SUPPLIED DATA:

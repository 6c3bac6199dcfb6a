// SPDX-License-Identifier: Apache-2.0
// Copyright (c) 2025 Au-Zone Technologies. All Rights Reserved.

use crate::{
    error::{Expected, ParseError},
    schema::{self, Transform, TALLY_KEYWORD, TALLY_PARAMETER},
};
use std::fmt;

/// A tokenized command line. The first token is the keyword.
#[derive(Debug, Clone, PartialEq, Eq)]
pub struct Command {
    tokens: Vec<String>,
}

impl Command {
    /// Split a command line on whitespace. Returns None if there are no
    /// tokens.
    pub fn parse(text: &str) -> Option<Self> {
        let tokens: Vec<String> = text.split_whitespace().map(str::to_string).collect();
        match tokens.is_empty() {
            true => None,
            false => Some(Command { tokens }),
        }
    }

    pub fn keyword(&self) -> &str {
        &self.tokens[0]
    }

    pub fn tokens(&self) -> &[String] {
        &self.tokens
    }
}

impl fmt::Display for Command {
    fn fmt(&self, f: &mut fmt::Formatter) -> fmt::Result {
        write!(f, "{}", self.tokens.join(" "))
    }
}

#[derive(Debug, Clone, Copy, PartialEq)]
pub enum ParamValue {
    Int(i64),
    Float(f64),
}

impl From<ParamValue> for serde_json::Value {
    fn from(value: ParamValue) -> Self {
        match value {
            ParamValue::Int(v) => serde_json::Value::from(v),
            ParamValue::Float(v) => serde_json::Value::from(v),
        }
    }
}

impl fmt::Display for ParamValue {
    fn fmt(&self, f: &mut fmt::Formatter) -> fmt::Result {
        match self {
            ParamValue::Int(v) => write!(f, "{}", v),
            ParamValue::Float(v) => write!(f, "{:?}", v),
        }
    }
}

/// A named value derived from a command field.
#[derive(Debug, Clone, PartialEq)]
pub struct DerivedParameter {
    pub name: &'static str,
    pub value: ParamValue,
}

fn parse_int(command: &Command, index: usize, token: &str) -> Result<i64, ParseError> {
    token.parse::<i64>().map_err(|_| ParseError {
        keyword: command.keyword().to_string(),
        index,
        token: token.to_string(),
        expected: Expected::Int,
    })
}

/// NaN and infinities are rejected, they have no JSON representation.
fn parse_float(command: &Command, index: usize, token: &str) -> Result<f64, ParseError> {
    match token.parse::<f64>() {
        Ok(value) if value.is_finite() => Ok(value),
        _ => Err(ParseError {
            keyword: command.keyword().to_string(),
            index,
            token: token.to_string(),
            expected: Expected::Float,
        }),
    }
}

/// Derive the schema parameters of a command in token order.
///
/// Every field of the command is converted before anything is returned, so
/// a malformed field yields no parameters at all for the line.
///
/// # Errors
/// Returns `ParseError` if a field with a rule does not hold the expected
/// numeric value.
pub fn extract(command: &Command) -> Result<Vec<DerivedParameter>, ParseError> {
    let mut params = Vec::new();

    for (index, token) in command.tokens().iter().enumerate().skip(1) {
        let rule = match schema::lookup(command.keyword(), index) {
            Some(rule) => rule,
            None => continue,
        };

        let value = match &rule.transform {
            Transform::Int => ParamValue::Int(parse_int(command, index, token)?),
            Transform::Float => ParamValue::Float(parse_float(command, index, token)?),
            Transform::Popcount(bits) => {
                let mask = parse_int(command, index, token)?;
                ParamValue::Int(schema::popcount(mask, bits.clone()) as i64)
            }
        };

        params.push(DerivedParameter {
            name: rule.parameter,
            value,
        });
    }

    Ok(params)
}

/// Running count of transmit chirp configurations.
#[derive(Debug, Default, Clone, Copy, PartialEq, Eq)]
pub struct AntennaTally {
    count: i64,
}

impl AntennaTally {
    /// Count the command if its keyword is the tally keyword. Returns true
    /// when counted.
    pub fn observe(&mut self, command: &Command) -> bool {
        if command.keyword() == TALLY_KEYWORD {
            self.count += 1;
            true
        } else {
            false
        }
    }

    pub fn count(&self) -> i64 {
        self.count
    }

    pub fn parameter(&self) -> DerivedParameter {
        DerivedParameter {
            name: TALLY_PARAMETER,
            value: ParamValue::Int(self.count),
        }
    }
}

#[cfg(test)]
mod tests {
    use super::*;

    fn derive(text: &str) -> Result<Vec<(&'static str, ParamValue)>, ParseError> {
        let command = Command::parse(text).unwrap();
        Ok(extract(&command)?
            .into_iter()
            .map(|p| (p.name, p.value))
            .collect())
    }

    #[test]
    fn test_tokenize() {
        let cmd = Command::parse("  profileCfg\t0 77  429 ").unwrap();
        assert_eq!(cmd.keyword(), "profileCfg");
        assert_eq!(cmd.tokens(), &["profileCfg", "0", "77", "429"]);
        assert_eq!(cmd.to_string(), "profileCfg 0 77 429");
        assert!(Command::parse(" \t").is_none());
    }

    #[test]
    fn test_frame_cfg() {
        assert_eq!(
            derive("frameCfg 0 1 2 3 4 5.0").unwrap(),
            vec![
                ("chirpStartIdx", ParamValue::Int(0)),
                ("chirpEndIdx", ParamValue::Int(1)),
                ("numLoops", ParamValue::Int(2)),
                ("numFrames", ParamValue::Int(3)),
                ("framePeriodicity", ParamValue::Float(4.0)),
            ]
        );

        // trailing fields without a rule are ignored
        assert_eq!(derive("frameCfg 0 2 16 0 100 1 0").unwrap().len(), 5);
    }

    #[test]
    fn test_channel_cfg() {
        assert_eq!(
            derive("channelCfg 3 15 0 0").unwrap(),
            vec![
                ("numTxAzimAnt", ParamValue::Int(2)),
                ("numRxAnt", ParamValue::Int(4)),
            ]
        );
        assert_eq!(
            derive("channelCfg 15 5 0").unwrap(),
            vec![
                ("numTxAzimAnt", ParamValue::Int(2)),
                ("numRxAnt", ParamValue::Int(2)),
            ]
        );
        assert_eq!(
            derive("channelCfg 4 8 0").unwrap(),
            vec![
                ("numTxAzimAnt", ParamValue::Int(0)),
                ("numRxAnt", ParamValue::Int(1)),
            ]
        );
    }

    #[test]
    fn test_profile_cfg() {
        let params = derive("profileCfg 0 77 429 7 57.14 0 0 70 1 256 5209 0 0 30").unwrap();
        assert_eq!(
            params,
            vec![
                ("startFreq", ParamValue::Float(77.0)),
                ("idleTime", ParamValue::Float(429.0)),
                ("rampEndTime", ParamValue::Float(57.14)),
                ("freqSlopeConst", ParamValue::Float(70.0)),
                ("numAdcSamples", ParamValue::Int(256)),
                ("digOutSampleRate", ParamValue::Float(5209.0)),
            ]
        );
    }

    #[test]
    fn test_range_bias() {
        assert_eq!(
            derive("compRangeBiasAndRxChanPhase 0.0 1 0 1 0 1 0 1 0").unwrap(),
            vec![("rangeBias", ParamValue::Float(0.0))]
        );
    }

    #[test]
    fn test_unknown_command() {
        assert!(derive("sensorStop").unwrap().is_empty());
        assert!(derive("adcCfg 2 1").unwrap().is_empty());
    }

    #[test]
    fn test_parse_error() {
        let err = derive("frameCfg 0 1 two 3 4").unwrap_err();
        assert_eq!(
            err,
            ParseError {
                keyword: "frameCfg".to_string(),
                index: 3,
                token: "two".to_string(),
                expected: Expected::Int,
            }
        );

        let err = derive("channelCfg 0x3 15 0").unwrap_err();
        assert_eq!(err.index, 1);

        let err = derive("profileCfg 0 77 idle").unwrap_err();
        assert_eq!(err.expected, Expected::Float);

        // fields after the malformed one are never reached
        assert!(derive("frameCfg 0 1.5 2 3 4").is_err());

        for token in ["NaN", "nan", "inf", "-inf", "infinity"] {
            let err = derive(&format!("profileCfg 0 {} 429", token)).unwrap_err();
            assert_eq!(err.index, 2);
            assert_eq!(err.expected, Expected::Float);
            assert_eq!(err.token, token);
        }
        assert!(derive("compRangeBiasAndRxChanPhase 1e400").is_err());
    }

    #[test]
    fn test_tally() {
        let mut tally = AntennaTally::default();
        for line in [
            "chirpCfg 0 0 0 0 0 0 0 1",
            "profileCfg 0 77 429 7 57.14 0 0 70 1 256 5209 0 0 30",
            "chirpCfg 1 1 0 0 0 0 0 2",
            "chirpCfg 2 2 0 0 0 0 0 4",
            "frameCfg 0 2 16 0 100 1 0",
        ] {
            tally.observe(&Command::parse(line).unwrap());
        }
        assert_eq!(tally.count(), 3);
        assert_eq!(
            tally.parameter(),
            DerivedParameter {
                name: "numTxAnt",
                value: ParamValue::Int(3),
            }
        );

        // a keyword appearing as an argument is not counted
        assert!(!tally.observe(&Command::parse("echo chirpCfg").unwrap()));
        assert_eq!(tally.count(), 3);
    }
}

YOUR GOAL: Scan the lines above, and whenever one holds the string "compRangeBiasAndRxChanPhase", copy it.

SOLUTION TO THIS PROBLEM:
            derive("compRangeBiasAndRxChanPhase 0.0 1 0 1 0 1 0 1 0").unwrap(),
        assert!(derive("compRangeBiasAndRxChanPhase 1e400").is_err());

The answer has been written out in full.